R. Sheley, J.S. Tate, M. Tehrani
Texas State University,
United States
Keywords: high temperature thermoplastic composites, tension-tension fatigue, damage mechanism
Summary:
High-temperature thermoplastic composites (HTTPs), such as carbon fiber-reinforced polyether ether ketone (PEEK) and polyether ketone ketone (PEKK), low modulus poly aryl ether ketone (LM-PAEK), are increasingly utilized in industries like aerospace, marine, automobile and energy. These materials provide superior mechanical properties, chemical resistance and thermal stability. As technology advances, the use of HTTPs is expected to continue growing, revolutionizing the way industries design and manufacture their products. In the application, these materials are often exposed to cyclic loading conditions in extreme environments, leading to potential failure if not properly monitored and maintained. Hence it is necessary to understand the endurance limit of these materials to ensure their safe and reliable performance.

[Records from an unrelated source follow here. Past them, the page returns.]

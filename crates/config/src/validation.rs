use crate::{ConfigError, ConfigResult};

/// Trait for configuration validation
pub trait ConfigValidator {
    fn validate(&self) -> ConfigResult<()>;
}

/// General validation utilities
pub struct ValidationUtils;

impl ValidationUtils {
    /// Validate that a string is not empty
    pub fn validate_not_empty(value: &str, field_name: &str) -> ConfigResult<()> {
        if value.trim().is_empty() {
            return Err(ConfigError::Validation(format!(
                "{field_name} cannot be empty"
            )));
        }
        Ok(())
    }

    /// Validate that a value in seconds lies within `1..=max`
    pub fn validate_seconds_range(value: u64, max: u64, field_name: &str) -> ConfigResult<()> {
        if value == 0 {
            return Err(ConfigError::Validation(format!(
                "{field_name} must be greater than 0"
            )));
        }
        if value > max {
            return Err(ConfigError::Validation(format!(
                "{field_name} must be less than or equal to {max}"
            )));
        }
        Ok(())
    }

    pub fn validate_count(count: usize, field_name: &str) -> ConfigResult<()> {
        if count == 0 {
            return Err(ConfigError::Validation(format!(
                "{field_name} must be greater than 0"
            )));
        }
        if count > 10000 {
            return Err(ConfigError::Validation(format!(
                "{field_name} must be less than or equal to 10000"
            )));
        }
        Ok(())
    }

    /// `host:port` 形式的监听地址
    pub fn validate_bind_address(address: &str, field_name: &str) -> ConfigResult<()> {
        Self::validate_not_empty(address, field_name)?;
        match address.rsplit_once(':') {
            Some((host, port)) if !host.is_empty() => match port.parse::<u16>() {
                Ok(0) | Err(_) => Err(ConfigError::Validation(format!(
                    "{field_name} has an invalid port: {port}"
                ))),
                Ok(_) => Ok(()),
            },
            _ => Err(ConfigError::Validation(format!(
                "{field_name} must be in host:port form"
            ))),
        }
    }

    pub fn validate_one_of(value: &str, allowed: &[&str], field_name: &str) -> ConfigResult<()> {
        if !allowed.contains(&value.to_lowercase().as_str()) {
            return Err(ConfigError::Validation(format!(
                "{field_name} must be one of {allowed:?}, got {value}"
            )));
        }
        Ok(())
    }
}

#[cfg(test)]
mod tests {
    use super::*;

    #[test]
    fn test_validate_not_empty() {
        assert!(ValidationUtils::validate_not_empty("test", "field").is_ok());
        assert!(ValidationUtils::validate_not_empty("", "field").is_err());
        assert!(ValidationUtils::validate_not_empty("   ", "field").is_err());
    }

    #[test]
    fn test_validate_seconds_range() {
        assert!(ValidationUtils::validate_seconds_range(5, 3600, "tick").is_ok());
        assert!(ValidationUtils::validate_seconds_range(3600, 3600, "tick").is_ok());
        assert!(ValidationUtils::validate_seconds_range(0, 3600, "tick").is_err());
        assert!(ValidationUtils::validate_seconds_range(3601, 3600, "tick").is_err());
    }

    #[test]
    fn test_validate_count() {
        assert!(ValidationUtils::validate_count(1, "test").is_ok());
        assert!(ValidationUtils::validate_count(0, "test").is_err());
        assert!(ValidationUtils::validate_count(10001, "test").is_err());
    }

    #[test]
    fn test_validate_bind_address() {
        assert!(ValidationUtils::validate_bind_address("0.0.0.0:8080", "api").is_ok());
        assert!(ValidationUtils::validate_bind_address("localhost:1", "api").is_ok());
        assert!(ValidationUtils::validate_bind_address("localhost", "api").is_err());
        assert!(ValidationUtils::validate_bind_address(":8080", "api").is_err());
        assert!(ValidationUtils::validate_bind_address("0.0.0.0:0", "api").is_err());
        assert!(ValidationUtils::validate_bind_address("0.0.0.0:http", "api").is_err());
    }

    #[test]
    fn test_validate_one_of() {
        assert!(ValidationUtils::validate_one_of("json", &["json", "pretty"], "fmt").is_ok());
        assert!(ValidationUtils::validate_one_of("JSON", &["json", "pretty"], "fmt").is_ok());
        assert!(ValidationUtils::validate_one_of("xml", &["json", "pretty"], "fmt").is_err());
    }
}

This study investigates the fatigue and fatigue damage mechanisms in high-temperature thermoplastic composites. The primary objective is to evaluate the tension-tension fatigue behavior and identify key damage causes using Scanning Electron Microscopy (SEM). For this research samples of LM-PAEK were prepared through compression molding and vacuum bagging techniques, ensuring consistent material quality. Fatigue tests under cyclic loading were conducted to assess the composites' durability, while SEM analysis provided detailed insight into the morphology and microstructural changes, revealing failure mechanisms such as matrix cracking, delamination, and fiber-matrix debonding. Key results demonstrated that processing methods and load frequency influence fatigue life. The study concludes that LM-PAEK composites, with careful processing, show promising fatigue resistance, making them suitable for high-performance applications in the aerospace and automotive industries. These findings provide a framework for optimizing composite design and enhancing material reliability under cyclic loading conditions.